The research team set out to analyze and predict the most effective methods of spray cooling to keep power grids and data centers operating during surges in demand.
The scientists also claim their research could lead to more effective ways to prevent engines, individual computers and turbines from overheating.
Inspired by AlphaGo
One of the scientists behind the new study, Virginia Tech associate professor Jiangtao Chen, has been playing Go since high school. Invented over 2,500 years ago, the two-player strategy board game requires the winner to “control” most of the area on the board.
Since 2014, Google's AlphaGo has allowed human players to play against AI-powered opponents. Using machine learning, AlphaGo was able to refine its approach as it played, and was able to beat professional human players within a year. Since then, he has played against and defeated the world's top players.
According to a press release, Chen decided to take on AlphaGo himself. He kept losing, but surprisingly, the experience gave him the idea to develop a strategy to cool hot machines.
“Just as a spray cooling system is a network of interacting parameters, Go is a game of interconnected dynamics,” Chen said. “Whether winning a game or optimizing a system, success requires a holistic understanding of the network and careful management of its interactions. This task can be greatly enhanced using AI to analyze complex patterns, predict outcomes, and guide optimal strategies.”
Analyzing water droplets using AI
The team published the research results as a paper in an academic journal. artificial intelligence reviewaimed to present a comprehensive analysis of the effectiveness of spray cooling.
The key is water droplets. When they hit the surface of a hot object, the tiny droplets evaporate and pick up some of the heat, regulating the surface temperature and helping to cool the object.
“When water is exposed to heat, the way it changes is different than in water droplets,” said Lori, lead author of the study. “Because droplets boil and evaporate very quickly, they pick up heat and carry it away faster. This fast turnaround cycle allows droplets to enable a more effective approach to temperature control.”

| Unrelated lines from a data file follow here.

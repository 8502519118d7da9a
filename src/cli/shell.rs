//! Line-oriented editor loop. Each input line is one user gesture on the
//! chart: clicking a seat, typing into the form, dragging, drawing.
use crate::config::Config;
use crate::core::dragdrop::Transposer;
use crate::core::grid::{Grid, parse_dimension};
use crate::core::keys::SketchTarget;
use crate::core::reset::ResetLogic;
use crate::core::session::EditorSession;
use crate::core::shuffle::ShuffleLogic;
use crate::core::sketch::SketchSurface;
use crate::db::log::sclog_quiet;
use crate::db::store::SeatStore;
use crate::errors::{AppError, AppResult};
use crate::models::attendance::Attendance;
use crate::models::color::SeatColor;
use crate::models::position::Position;
use crate::utils::grid_view::{render_details, render_grid};
use rand::SeedableRng;
use rand::rngs::StdRng;
use std::io::{BufRead, Write};

const HELP: &str = "\
commands:
  show [details]          print the grid
  generate ROWS COLS      rebuild the grid (unsaved edits are lost)
  open POS                edit seat POS (e.g. 1-2)
  name TEXT | memo TEXT   set a form field
  color HEX|INDEX         set the color (#rrggbb or palette 0-9)
  attendance LABEL        present, absent or other
  save | cancel           close the editor
  drag POS | drop POS     move name, memo and color between seats
  shuffle                 randomize name, memo and color
  down X Y | move X Y     draw on the open seat's sketch
  up | leave | clear
  main down X Y ...       same, on the main sketch
  reset yes               erase every seat and sketch
  help | quit";

#[derive(Debug, Clone, Copy, PartialEq, Eq)]
pub enum Flow {
    Continue,
    Quit,
}

#[derive(Debug, Clone, Copy, PartialEq, Eq)]
enum Pointer {
    Down(i32, i32),
    Move(i32, i32),
    Up,
    Leave,
    Clear,
}

impl Pointer {
    fn parse(cmd: &str, args: &str) -> AppResult<Option<Self>> {
        Ok(Some(match cmd {
            "down" => {
                let (x, y) = parse_xy(args)?;
                Pointer::Down(x, y)
            }
            "move" => {
                let (x, y) = parse_xy(args)?;
                Pointer::Move(x, y)
            }
            "up" => Pointer::Up,
            "leave" => Pointer::Leave,
            "clear" => Pointer::Clear,
            _ => return Ok(None),
        }))
    }
}

/// `X Y` or `X,Y`.
fn parse_xy(args: &str) -> AppResult<(i32, i32)> {
    let invalid = || AppError::InvalidPoint(args.to_string());
    let normalized = args.replace(',', " ");
    let mut it = normalized.split_whitespace();
    let x = it.next().and_then(|v| v.parse().ok()).ok_or_else(invalid)?;
    let y = it.next().and_then(|v| v.parse().ok()).ok_or_else(invalid)?;
    if it.next().is_some() {
        return Err(invalid());
    }
    Ok((x, y))
}

fn split_command(line: &str) -> (&str, &str) {
    match line.split_once(char::is_whitespace) {
        Some((cmd, rest)) => (cmd, rest.trim()),
        None => (line, ""),
    }
}

pub struct Shell<W: Write> {
    store: SeatStore,
    grid: Grid,
    session: EditorSession,
    transposer: Transposer,
    main: SketchSurface,
    rng: StdRng,
    colored: bool,
    out: W,
}

impl<W: Write> Shell<W> {
    pub fn new(
        store: SeatStore,
        cfg: &Config,
        rows: usize,
        cols: usize,
        out: W,
    ) -> AppResult<Self> {
        let grid = Grid::build(&store, rows, cols)?;
        let mut main = SketchSurface::new(cfg.canvas_width, cfg.canvas_height, None);
        main.load(&store, SketchTarget::Main)?;

        Ok(Self {
            store,
            grid,
            session: EditorSession::from_config(cfg),
            transposer: Transposer::new(),
            main,
            rng: StdRng::from_os_rng(),
            colored: false,
            out,
        })
    }

    pub fn with_seed(mut self, seed: u64) -> Self {
        self.rng = StdRng::seed_from_u64(seed);
        self
    }

    pub fn with_colors(mut self, colored: bool) -> Self {
        self.colored = colored;
        self
    }

    /// Execute every line of `input` until EOF or `quit`. A failing line is
    /// reported and the loop goes on.
    pub fn run<R: BufRead>(&mut self, input: R, prompt: bool) -> AppResult<()> {
        if prompt {
            writeln!(self.out, "seatchart shell, type `help` for commands")?;
        }

        for line in input.lines() {
            let line = line?;
            match self.execute(&line) {
                Ok(Flow::Quit) => break,
                Ok(Flow::Continue) => {}
                Err(e) => writeln!(self.out, "error: {}", e)?,
            }
            if prompt {
                write!(self.out, "> ")?;
            }
            self.out.flush()?;
        }
        Ok(())
    }

    pub fn execute(&mut self, line: &str) -> AppResult<Flow> {
        let line = line.trim();
        if line.is_empty() || line.starts_with('#') {
            return Ok(Flow::Continue);
        }

        let (cmd, args) = split_command(line);
        match cmd {
            "help" => writeln!(self.out, "{}", HELP)?,
            "quit" | "exit" => return Ok(Flow::Quit),
            "show" => self.show(args == "details")?,
            "generate" => self.generate(args)?,
            "open" => self.open(args)?,
            "name" => self.session.set_name(args)?,
            "memo" => self.session.set_memo(args)?,
            "color" => self.session.set_color(args.parse::<SeatColor>()?)?,
            "attendance" => self.session.set_attendance(args.parse::<Attendance>()?)?,
            "save" => self.save()?,
            "cancel" => self.cancel()?,
            "drag" => self.drag(args)?,
            "drop" => self.drop_on(args)?,
            "shuffle" => self.shuffle()?,
            "reset" => self.reset(args)?,
            "main" => {
                let (sub, sub_args) = split_command(args);
                let pointer = Pointer::parse(sub, sub_args)?
                    .ok_or_else(|| AppError::UnknownCommand(format!("main {}", sub)))?;
                self.main_pointer(pointer)?;
            }
            other => match Pointer::parse(other, args)? {
                Some(pointer) => self.seat_pointer(pointer)?,
                None => return Err(AppError::UnknownCommand(other.to_string())),
            },
        }
        Ok(Flow::Continue)
    }

    fn show(&mut self, details: bool) -> AppResult<()> {
        let rendered = if details {
            let mut with_sketch = Vec::with_capacity(self.grid.len());
            for pos in self.grid.positions() {
                with_sketch.push(self.store.load_sketch(SketchTarget::Seat(pos))?.is_some());
            }
            render_details(&self.grid, &with_sketch, self.colored)
        } else {
            render_grid(&self.grid, self.colored)
        };
        write!(self.out, "{}", rendered)?;
        Ok(())
    }

    fn generate(&mut self, args: &str) -> AppResult<()> {
        let mut it = args.split_whitespace();
        let rows = parse_dimension(it.next().unwrap_or(""));
        let cols = parse_dimension(it.next().unwrap_or(""));

        self.grid = Grid::build(&self.store, rows, cols)?;
        self.session.close();
        writeln!(
            self.out,
            "generated {}×{} seats",
            self.grid.rows(),
            self.grid.cols()
        )?;
        Ok(())
    }

    fn open(&mut self, args: &str) -> AppResult<()> {
        let pos: Position = args.parse()?;
        self.session.open(&self.grid, &self.store, pos)?;

        if let Some(form) = self.session.form() {
            writeln!(
                self.out,
                "editing {}: name={:?} memo={:?} color={} attendance={}",
                pos, form.name, form.memo, form.color, form.attendance
            )?;
        }
        Ok(())
    }

    fn save(&mut self) -> AppResult<()> {
        match self.session.save(&mut self.grid, &mut self.store)? {
            Some(pos) => {
                sclog_quiet(self.store.conn(), "edit", &pos.to_string(), "Seat saved");
                writeln!(self.out, "saved {}", pos)?;
            }
            None => writeln!(self.out, "no seat is open")?,
        }
        Ok(())
    }

    fn cancel(&mut self) -> AppResult<()> {
        match self.session.cancel(&mut self.store)? {
            Some(pos) => writeln!(self.out, "closed {} without saving", pos)?,
            None => writeln!(self.out, "no seat is open")?,
        }
        Ok(())
    }

    fn drag(&mut self, args: &str) -> AppResult<()> {
        let pos: Position = args.parse()?;
        self.grid.require(pos)?;
        self.transposer.drag_start(pos);
        Ok(())
    }

    fn drop_on(&mut self, args: &str) -> AppResult<()> {
        let target: Position = args.parse()?;
        let source = self.transposer.dragged();

        if self
            .transposer
            .drop_on(&mut self.grid, &mut self.store, target)?
            && let Some(source) = source
        {
            writeln!(self.out, "swapped {} and {}", source, target)?;
        } else {
            writeln!(self.out, "nothing moved")?;
        }
        Ok(())
    }

    fn shuffle(&mut self) -> AppResult<()> {
        ShuffleLogic::apply(&mut self.grid, &mut self.store, &mut self.rng)?;
        writeln!(self.out, "shuffled {} seats", self.grid.len())?;
        Ok(())
    }

    fn reset(&mut self, args: &str) -> AppResult<()> {
        if args != "yes" {
            writeln!(
                self.out,
                "this erases every seat and sketch in '{}'; type `reset yes` to confirm",
                self.store.namespace()
            )?;
            return Ok(());
        }

        let outcome = ResetLogic::apply(&mut self.store, self.grid.rows(), self.grid.cols())?;
        self.grid = outcome.grid;
        self.session.discard();
        self.main.wipe();
        writeln!(self.out, "removed {} keys", outcome.removed)?;
        Ok(())
    }

    fn seat_pointer(&mut self, pointer: Pointer) -> AppResult<()> {
        let store = &mut self.store;
        let active = match pointer {
            Pointer::Down(x, y) => {
                if !self.session.is_open() {
                    writeln!(self.out, "no seat is open; the stroke is dropped")?;
                }
                self.session.pointer_down(x, y);
                true
            }
            Pointer::Move(x, y) => self.session.pointer_move(store, x, y)?,
            Pointer::Up => self.session.pointer_up(store)?,
            Pointer::Leave => self.session.pointer_leave(store)?,
            Pointer::Clear => {
                self.session.clear_sketch(store)?;
                true
            }
        };
        self.report_stroke(active)
    }

    fn main_pointer(&mut self, pointer: Pointer) -> AppResult<()> {
        let store = &mut self.store;
        let active = match pointer {
            Pointer::Down(x, y) => {
                self.main.pointer_down(x, y);
                true
            }
            Pointer::Move(x, y) => self.main.pointer_move(store, x, y)?,
            Pointer::Up => self.main.pointer_up(store)?,
            Pointer::Leave => self.main.pointer_leave(store)?,
            Pointer::Clear => {
                self.main.clear(store)?;
                true
            }
        };
        self.report_stroke(active)
    }

    /// Move, up and leave report `false` when no `down` started a stroke.
    fn report_stroke(&mut self, active: bool) -> AppResult<()> {
        if !active {
            writeln!(self.out, "no stroke in progress")?;
        }
        Ok(())
    }
}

However, analyzing individual droplets is a difficult task and raises many questions. For example, what is the optimal water droplet size to effectively deal with heat? What type of spray nozzle is most effective in producing droplets of these sizes? Should water alternatives (solvents, lubricants, or artificial mixtures) be considered?
Inspired by AlphaGo, the researchers used machine learning to analyze publicly shared data from 25 existing studies on water droplets. This allowed us to evaluate the fundamental properties of liquids, how they form droplets and how they absorb heat.
“Even though AI always wins on the Go board, I never felt frustrated and learned how to leverage AI to address real-world challenges and dilemmas, such as thermal management of high-power density electronics,” Cheng said.
“By bridging thermofluid science and AI, we do more than just improve spray cooling,” he continued. “We are actually redefining how we understand and design future thermal systems.”